- [Recorded data]

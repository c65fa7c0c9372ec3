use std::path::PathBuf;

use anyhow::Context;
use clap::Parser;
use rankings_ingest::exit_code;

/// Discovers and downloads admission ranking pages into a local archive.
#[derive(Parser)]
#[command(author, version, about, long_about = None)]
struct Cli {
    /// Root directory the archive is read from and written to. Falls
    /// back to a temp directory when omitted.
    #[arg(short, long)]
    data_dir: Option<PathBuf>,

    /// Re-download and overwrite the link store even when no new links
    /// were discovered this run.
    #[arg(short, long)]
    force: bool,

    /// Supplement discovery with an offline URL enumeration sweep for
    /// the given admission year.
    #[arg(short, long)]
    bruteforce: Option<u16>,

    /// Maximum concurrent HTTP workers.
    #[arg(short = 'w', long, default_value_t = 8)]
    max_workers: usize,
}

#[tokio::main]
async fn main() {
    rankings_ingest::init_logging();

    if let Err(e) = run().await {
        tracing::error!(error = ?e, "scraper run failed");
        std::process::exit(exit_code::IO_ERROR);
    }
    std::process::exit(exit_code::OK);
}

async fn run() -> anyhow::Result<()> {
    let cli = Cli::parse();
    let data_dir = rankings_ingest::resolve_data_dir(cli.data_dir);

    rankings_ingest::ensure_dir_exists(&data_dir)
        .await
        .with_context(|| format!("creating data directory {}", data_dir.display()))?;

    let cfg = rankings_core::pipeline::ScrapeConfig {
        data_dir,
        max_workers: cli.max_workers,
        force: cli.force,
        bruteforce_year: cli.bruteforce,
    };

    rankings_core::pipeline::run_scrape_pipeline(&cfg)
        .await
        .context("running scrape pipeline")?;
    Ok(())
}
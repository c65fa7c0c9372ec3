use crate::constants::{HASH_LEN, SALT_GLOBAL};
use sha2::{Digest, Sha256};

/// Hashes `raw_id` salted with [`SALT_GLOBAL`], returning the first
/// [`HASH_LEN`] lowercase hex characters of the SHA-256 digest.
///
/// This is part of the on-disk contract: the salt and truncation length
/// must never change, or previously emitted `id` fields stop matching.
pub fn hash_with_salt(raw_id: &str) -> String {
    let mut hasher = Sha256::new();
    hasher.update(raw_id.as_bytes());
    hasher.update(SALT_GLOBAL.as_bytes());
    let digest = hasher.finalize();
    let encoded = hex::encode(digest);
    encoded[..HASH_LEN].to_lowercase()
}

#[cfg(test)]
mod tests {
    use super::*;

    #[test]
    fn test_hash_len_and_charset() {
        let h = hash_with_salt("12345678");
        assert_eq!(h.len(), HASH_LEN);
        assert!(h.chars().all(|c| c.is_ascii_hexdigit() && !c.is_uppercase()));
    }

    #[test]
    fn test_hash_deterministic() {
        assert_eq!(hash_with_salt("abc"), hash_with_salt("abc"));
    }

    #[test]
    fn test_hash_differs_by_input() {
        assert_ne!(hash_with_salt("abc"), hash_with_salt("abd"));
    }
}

- [About this exercise] What is needed is an exact repetition of the lines from the first line of the records through the line containing "concurrent HTTP workers.", both ends included, and nothing more.

- [Exercise solution]
repository c65fa7c0c9372ec3
use std::path::PathBuf;

use anyhow::Context;
use clap::Parser;
use rankings_ingest::exit_code;

/// Discovers and downloads admission ranking pages into a local archive.
#[derive(Parser)]
#[command(author, version, about, long_about = None)]
struct Cli {
    /// Root directory the archive is read from and written to. Falls
    /// back to a temp directory when omitted.
    #[arg(short, long)]
    data_dir: Option<PathBuf>,

    /// Re-download and overwrite the link store even when no new links
    /// were discovered this run.
    #[arg(short, long)]
    force: bool,

    /// Supplement discovery with an offline URL enumeration sweep for
    /// the given admission year.
    #[arg(short, long)]
    bruteforce: Option<u16>,

    /// Maximum concurrent HTTP workers.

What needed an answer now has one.